• _Goal of the exercise_:
Search the entries below for "accepts" and copy each matching line.

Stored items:
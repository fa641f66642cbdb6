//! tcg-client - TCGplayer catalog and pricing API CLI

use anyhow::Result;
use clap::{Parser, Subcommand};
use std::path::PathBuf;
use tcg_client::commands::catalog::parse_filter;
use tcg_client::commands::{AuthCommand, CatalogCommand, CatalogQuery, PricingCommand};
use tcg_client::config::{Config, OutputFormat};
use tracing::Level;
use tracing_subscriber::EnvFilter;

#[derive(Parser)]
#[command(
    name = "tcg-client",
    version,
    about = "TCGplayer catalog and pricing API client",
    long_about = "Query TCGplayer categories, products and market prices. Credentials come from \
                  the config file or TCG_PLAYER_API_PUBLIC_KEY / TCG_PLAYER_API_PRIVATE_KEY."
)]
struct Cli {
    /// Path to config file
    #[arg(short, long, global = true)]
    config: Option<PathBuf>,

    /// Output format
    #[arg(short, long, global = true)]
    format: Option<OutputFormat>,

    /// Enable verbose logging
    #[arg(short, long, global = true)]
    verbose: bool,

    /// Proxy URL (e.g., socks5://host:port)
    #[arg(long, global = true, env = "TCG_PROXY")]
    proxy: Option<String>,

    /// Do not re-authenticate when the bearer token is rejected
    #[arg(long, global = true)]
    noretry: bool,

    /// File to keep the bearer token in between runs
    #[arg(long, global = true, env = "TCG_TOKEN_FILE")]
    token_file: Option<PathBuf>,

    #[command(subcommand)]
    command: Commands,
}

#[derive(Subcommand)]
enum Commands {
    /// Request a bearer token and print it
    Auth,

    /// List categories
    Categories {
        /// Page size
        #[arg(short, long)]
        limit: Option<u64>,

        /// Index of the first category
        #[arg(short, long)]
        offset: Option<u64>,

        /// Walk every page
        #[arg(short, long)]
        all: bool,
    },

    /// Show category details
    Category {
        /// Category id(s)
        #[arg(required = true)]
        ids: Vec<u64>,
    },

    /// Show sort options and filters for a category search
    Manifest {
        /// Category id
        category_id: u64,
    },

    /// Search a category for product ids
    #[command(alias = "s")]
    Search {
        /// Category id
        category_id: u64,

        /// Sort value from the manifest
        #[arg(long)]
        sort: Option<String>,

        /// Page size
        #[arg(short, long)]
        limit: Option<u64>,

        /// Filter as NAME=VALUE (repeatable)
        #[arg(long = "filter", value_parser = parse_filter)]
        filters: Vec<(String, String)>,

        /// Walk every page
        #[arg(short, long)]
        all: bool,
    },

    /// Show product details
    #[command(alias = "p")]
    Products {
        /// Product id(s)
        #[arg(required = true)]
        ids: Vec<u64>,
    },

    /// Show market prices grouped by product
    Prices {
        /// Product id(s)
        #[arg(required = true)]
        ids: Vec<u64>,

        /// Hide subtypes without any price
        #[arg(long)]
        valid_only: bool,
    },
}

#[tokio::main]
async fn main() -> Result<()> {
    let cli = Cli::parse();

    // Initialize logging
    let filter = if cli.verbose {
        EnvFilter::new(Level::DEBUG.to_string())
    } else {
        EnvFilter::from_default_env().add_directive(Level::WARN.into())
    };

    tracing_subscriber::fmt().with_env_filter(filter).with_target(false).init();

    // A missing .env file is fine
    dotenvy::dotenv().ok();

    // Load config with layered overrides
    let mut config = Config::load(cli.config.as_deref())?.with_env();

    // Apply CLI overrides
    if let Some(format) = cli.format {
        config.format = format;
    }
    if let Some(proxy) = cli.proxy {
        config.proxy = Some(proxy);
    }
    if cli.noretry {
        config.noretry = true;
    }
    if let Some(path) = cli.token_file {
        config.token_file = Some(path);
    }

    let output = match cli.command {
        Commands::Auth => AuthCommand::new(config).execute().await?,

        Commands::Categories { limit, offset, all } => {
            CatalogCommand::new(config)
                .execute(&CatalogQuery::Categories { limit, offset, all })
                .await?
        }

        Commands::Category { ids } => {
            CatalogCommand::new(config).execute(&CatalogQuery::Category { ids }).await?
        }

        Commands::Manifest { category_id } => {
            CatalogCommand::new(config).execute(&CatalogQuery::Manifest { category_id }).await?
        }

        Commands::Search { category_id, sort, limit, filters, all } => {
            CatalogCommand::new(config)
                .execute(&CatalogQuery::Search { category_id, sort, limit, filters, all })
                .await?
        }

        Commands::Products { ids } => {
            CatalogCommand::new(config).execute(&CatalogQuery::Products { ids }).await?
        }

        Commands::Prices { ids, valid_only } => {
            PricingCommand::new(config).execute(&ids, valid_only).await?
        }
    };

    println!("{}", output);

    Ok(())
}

...

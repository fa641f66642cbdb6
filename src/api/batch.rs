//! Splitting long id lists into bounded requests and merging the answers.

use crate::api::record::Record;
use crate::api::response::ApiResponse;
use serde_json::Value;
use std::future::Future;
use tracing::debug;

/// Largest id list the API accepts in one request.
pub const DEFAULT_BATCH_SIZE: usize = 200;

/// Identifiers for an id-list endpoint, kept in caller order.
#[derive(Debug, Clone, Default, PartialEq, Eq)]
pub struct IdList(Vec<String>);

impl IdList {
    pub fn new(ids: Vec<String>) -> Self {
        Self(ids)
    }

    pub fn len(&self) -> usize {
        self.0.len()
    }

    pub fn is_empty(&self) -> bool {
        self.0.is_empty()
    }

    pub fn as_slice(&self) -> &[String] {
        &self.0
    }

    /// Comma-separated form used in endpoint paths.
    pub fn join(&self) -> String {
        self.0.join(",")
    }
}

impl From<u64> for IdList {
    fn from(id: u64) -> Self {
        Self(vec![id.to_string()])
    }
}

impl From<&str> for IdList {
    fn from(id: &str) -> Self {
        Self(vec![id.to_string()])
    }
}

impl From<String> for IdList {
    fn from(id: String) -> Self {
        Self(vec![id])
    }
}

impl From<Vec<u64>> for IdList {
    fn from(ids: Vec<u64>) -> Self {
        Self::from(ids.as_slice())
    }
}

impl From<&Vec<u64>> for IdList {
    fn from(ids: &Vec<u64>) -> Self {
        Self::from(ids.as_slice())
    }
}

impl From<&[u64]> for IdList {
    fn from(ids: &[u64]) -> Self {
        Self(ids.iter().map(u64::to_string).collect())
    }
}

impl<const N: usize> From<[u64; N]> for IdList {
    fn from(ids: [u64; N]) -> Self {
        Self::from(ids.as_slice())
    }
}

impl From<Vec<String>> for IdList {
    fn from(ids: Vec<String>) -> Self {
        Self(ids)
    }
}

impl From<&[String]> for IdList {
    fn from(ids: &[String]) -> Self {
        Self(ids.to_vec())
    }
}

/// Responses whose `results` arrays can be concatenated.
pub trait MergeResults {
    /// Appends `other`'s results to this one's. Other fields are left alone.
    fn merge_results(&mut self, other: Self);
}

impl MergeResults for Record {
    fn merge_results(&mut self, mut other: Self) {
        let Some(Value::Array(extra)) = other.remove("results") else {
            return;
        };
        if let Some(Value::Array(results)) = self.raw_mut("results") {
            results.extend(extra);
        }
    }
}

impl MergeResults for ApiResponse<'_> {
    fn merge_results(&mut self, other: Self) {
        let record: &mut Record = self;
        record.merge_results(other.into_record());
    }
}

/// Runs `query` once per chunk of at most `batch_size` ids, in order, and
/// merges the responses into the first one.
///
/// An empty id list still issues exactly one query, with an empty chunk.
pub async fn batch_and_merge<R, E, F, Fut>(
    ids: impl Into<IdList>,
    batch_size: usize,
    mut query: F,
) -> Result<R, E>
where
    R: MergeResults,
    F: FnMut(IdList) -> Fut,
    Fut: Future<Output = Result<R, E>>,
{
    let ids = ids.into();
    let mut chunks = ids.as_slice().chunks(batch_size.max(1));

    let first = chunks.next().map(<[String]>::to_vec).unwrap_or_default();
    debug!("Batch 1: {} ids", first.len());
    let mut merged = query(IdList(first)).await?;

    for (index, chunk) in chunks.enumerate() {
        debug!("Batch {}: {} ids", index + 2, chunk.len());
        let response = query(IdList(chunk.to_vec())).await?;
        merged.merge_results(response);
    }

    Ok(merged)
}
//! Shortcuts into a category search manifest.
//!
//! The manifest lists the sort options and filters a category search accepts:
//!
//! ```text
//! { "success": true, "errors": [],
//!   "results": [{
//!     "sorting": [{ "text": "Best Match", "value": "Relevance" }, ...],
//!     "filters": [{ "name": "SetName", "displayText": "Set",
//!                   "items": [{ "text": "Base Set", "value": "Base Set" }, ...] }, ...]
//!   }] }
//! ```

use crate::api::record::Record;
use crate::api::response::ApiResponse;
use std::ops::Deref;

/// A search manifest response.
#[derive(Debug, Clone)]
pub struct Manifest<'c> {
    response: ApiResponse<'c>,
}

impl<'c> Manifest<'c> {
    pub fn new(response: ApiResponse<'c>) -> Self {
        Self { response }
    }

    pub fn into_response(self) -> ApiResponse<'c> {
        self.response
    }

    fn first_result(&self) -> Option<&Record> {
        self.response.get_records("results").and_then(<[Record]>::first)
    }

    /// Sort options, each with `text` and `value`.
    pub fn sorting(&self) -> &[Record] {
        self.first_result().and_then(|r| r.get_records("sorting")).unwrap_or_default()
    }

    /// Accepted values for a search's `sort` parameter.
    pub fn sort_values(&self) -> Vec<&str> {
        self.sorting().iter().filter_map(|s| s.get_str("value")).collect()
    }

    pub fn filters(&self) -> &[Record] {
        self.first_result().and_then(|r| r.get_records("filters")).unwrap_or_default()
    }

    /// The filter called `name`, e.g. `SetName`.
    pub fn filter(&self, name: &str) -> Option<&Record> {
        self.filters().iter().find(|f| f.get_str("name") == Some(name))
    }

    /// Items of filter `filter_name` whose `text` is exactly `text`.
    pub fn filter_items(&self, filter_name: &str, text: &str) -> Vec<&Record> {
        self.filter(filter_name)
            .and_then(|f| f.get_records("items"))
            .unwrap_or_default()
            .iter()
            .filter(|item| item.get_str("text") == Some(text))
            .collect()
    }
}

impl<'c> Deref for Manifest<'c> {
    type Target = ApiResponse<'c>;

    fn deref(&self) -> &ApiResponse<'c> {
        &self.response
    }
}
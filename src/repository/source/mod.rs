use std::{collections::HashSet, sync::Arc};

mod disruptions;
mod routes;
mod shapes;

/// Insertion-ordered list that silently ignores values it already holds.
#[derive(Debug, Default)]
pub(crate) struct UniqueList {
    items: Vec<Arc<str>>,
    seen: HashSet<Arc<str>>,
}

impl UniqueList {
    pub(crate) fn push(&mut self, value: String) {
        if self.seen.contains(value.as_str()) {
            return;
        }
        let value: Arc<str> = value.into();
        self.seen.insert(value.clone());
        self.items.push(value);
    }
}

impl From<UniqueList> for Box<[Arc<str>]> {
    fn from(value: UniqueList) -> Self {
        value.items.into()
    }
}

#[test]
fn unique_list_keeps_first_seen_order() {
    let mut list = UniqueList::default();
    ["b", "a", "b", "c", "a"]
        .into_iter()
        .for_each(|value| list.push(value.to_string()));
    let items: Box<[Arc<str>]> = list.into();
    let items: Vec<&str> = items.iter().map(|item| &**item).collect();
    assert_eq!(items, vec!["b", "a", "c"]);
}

• _Output for this task_:
/// Largest id list the API accepts in one request.
//! The manifest lists the sort options and filters a category search accepts:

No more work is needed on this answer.